• Terrika Foster-Brasby

The No. 1 Thing to Leave Behind in 2020: The Disrespect for Black Women


(Photo: Ethan Miller/ Getty Images)


COMMENTARY | It never fails. Every year, we start off with some grand “new year, new me” resolution of what we’re going to do differently in that year to make ourselves better and stronger than in the year before (and by the time the second week of February arrives, we’ve usually fallen back into the same old things we just said we weren’t going to do anymore). I’m no different. I’ve fallen into that trap a million times, so I’m not dissing New Year resolutions. I wholeheartedly agree that people should set goals for themselves and learn to let some things go as they move forward into a new calendar year. It’s understandable that individuals would want to improve upon their health, their financial circumstances, their familial relationships and develop professionally (which are the more popular areas of growth to which most people make resolutions). But, if I may, let me suggest adding one more resolution for 2021 that isn’t normally on the list: respect the voice, contributions, and concerns of Black Women.


Amidst a year that brought over a quarter million deaths related to the coronavirus (and disproportionately affected women of color), as well as the unleashing of social unrest stemming from the recorded murder of George Floyd, Black women have been superheroes politically, economically, athletically and socially.


In 2020, Black women not only used their own voice, but forced the majority to utilize their influence to create the change they all say they seek.


This year, we saw Bozoma Saint John, Chief Marketing Officer of Netflix, call for companies to put their money where their mouth is and financially support racial injustice. She also helped develop the #ShareTheMicNow Instagram campaign, challenging some of the top white Instagram accounts to do more than just post a black square to show solidarity to the movement, but to allow Black women to take over their accounts in an effort to amplify their messages and experiences.

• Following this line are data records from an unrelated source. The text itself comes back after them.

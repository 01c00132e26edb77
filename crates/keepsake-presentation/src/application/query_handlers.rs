//! Query handlers for the presentation context.

use keepsake_core::media::AmbientPlayback;
use keepsake_core::view::{Element, StepId, ViewSurface, Visibility};
use keepsake_sequencer::Millis;
use serde::Serialize;
use uuid::Uuid;

use crate::domain::aggregates::Presentation;

/// Visibility of one step.
#[derive(Debug, Clone, PartialEq, Eq, Serialize)]
pub struct StepView {
    /// The step.
    pub step: StepId,
    /// Its visibility.
    pub visibility: Visibility,
    /// How many times it has been activated.
    pub visits: usize,
}

/// Read-only snapshot of a presentation.
#[derive(Debug, Clone, PartialEq, Eq, Serialize)]
pub struct PresentationView {
    /// The presentation identifier.
    pub presentation_id: Uuid,
    /// The step that is (or was last) active.
    pub current_step: Option<StepId>,
    /// Target of the running transition.
    pub in_flight: Option<StepId>,
    /// Every step, in path order.
    pub steps: Vec<StepView>,
    /// Selected timeline moment.
    pub active_moment: Option<usize>,
    /// Whether the envelope has been opened.
    pub envelope_opened: bool,
    /// Revealed elements.
    pub revealed: Vec<Element>,
    /// Presentation time.
    pub now_ms: Millis,
    /// Effects still waiting to fire.
    pub pending_timers: usize,
    /// Committed event count.
    pub version: i64,
}

/// Builds the view of a presentation.
#[must_use]
pub fn get_view<V, P>(presentation: &Presentation<V, P>) -> PresentationView
where
    V: ViewSurface,
    P: AmbientPlayback,
{
    PresentationView {
        presentation_id: presentation.id,
        current_step: presentation.current_step(),
        in_flight: presentation.in_flight(),
        steps: StepId::ALL
            .iter()
            .map(|&step| StepView {
                step,
                visibility: presentation.visibility(step),
                visits: presentation.visits(step),
            })
            .collect(),
        active_moment: presentation.active_moment(),
        envelope_opened: presentation.is_envelope_opened(),
        revealed: presentation.revealed().collect(),
        now_ms: presentation.now(),
        pending_timers: presentation.pending_timers(),
        version: presentation.version(),
    }
}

We saw Los Angeles Sparks forward Chiney Ogwumike inspire by aspiring and become the first Black woman to co-host her own daily national sports radio show. And if that wasn’t enough to solidify her impact on the culture for 2020, she made the Forbes 30 under 30 list.


Let’s not forget that while the country was burning with rage through protests and riots, we saw Mayor Ella Jones and Atlanta Mayor Keisha Lance Bottoms rise from the ashes of the turmoil. Mayor Jones serves as the first African-American and female elected to the position in Ferguson, MO., the same city that erupted in 2014 after the death of Michael Brown. And Mayor Bottoms held firm to her duty, stood up to her opponents, challenged the decisions of the 45th President of the United States, and reminded the pride of the south that as a mother of four children, including an 18 year-old son, she could not be “out concerned” about Black lives and police brutality. She urged Atlanta residents to cease the violence and destruction while battling unprecedented obstacles of COVID-19 in one of its hardest hit cities, as well as pushback from the state’s conservative legislators, not excluding Georgia Governor Brian Kemp.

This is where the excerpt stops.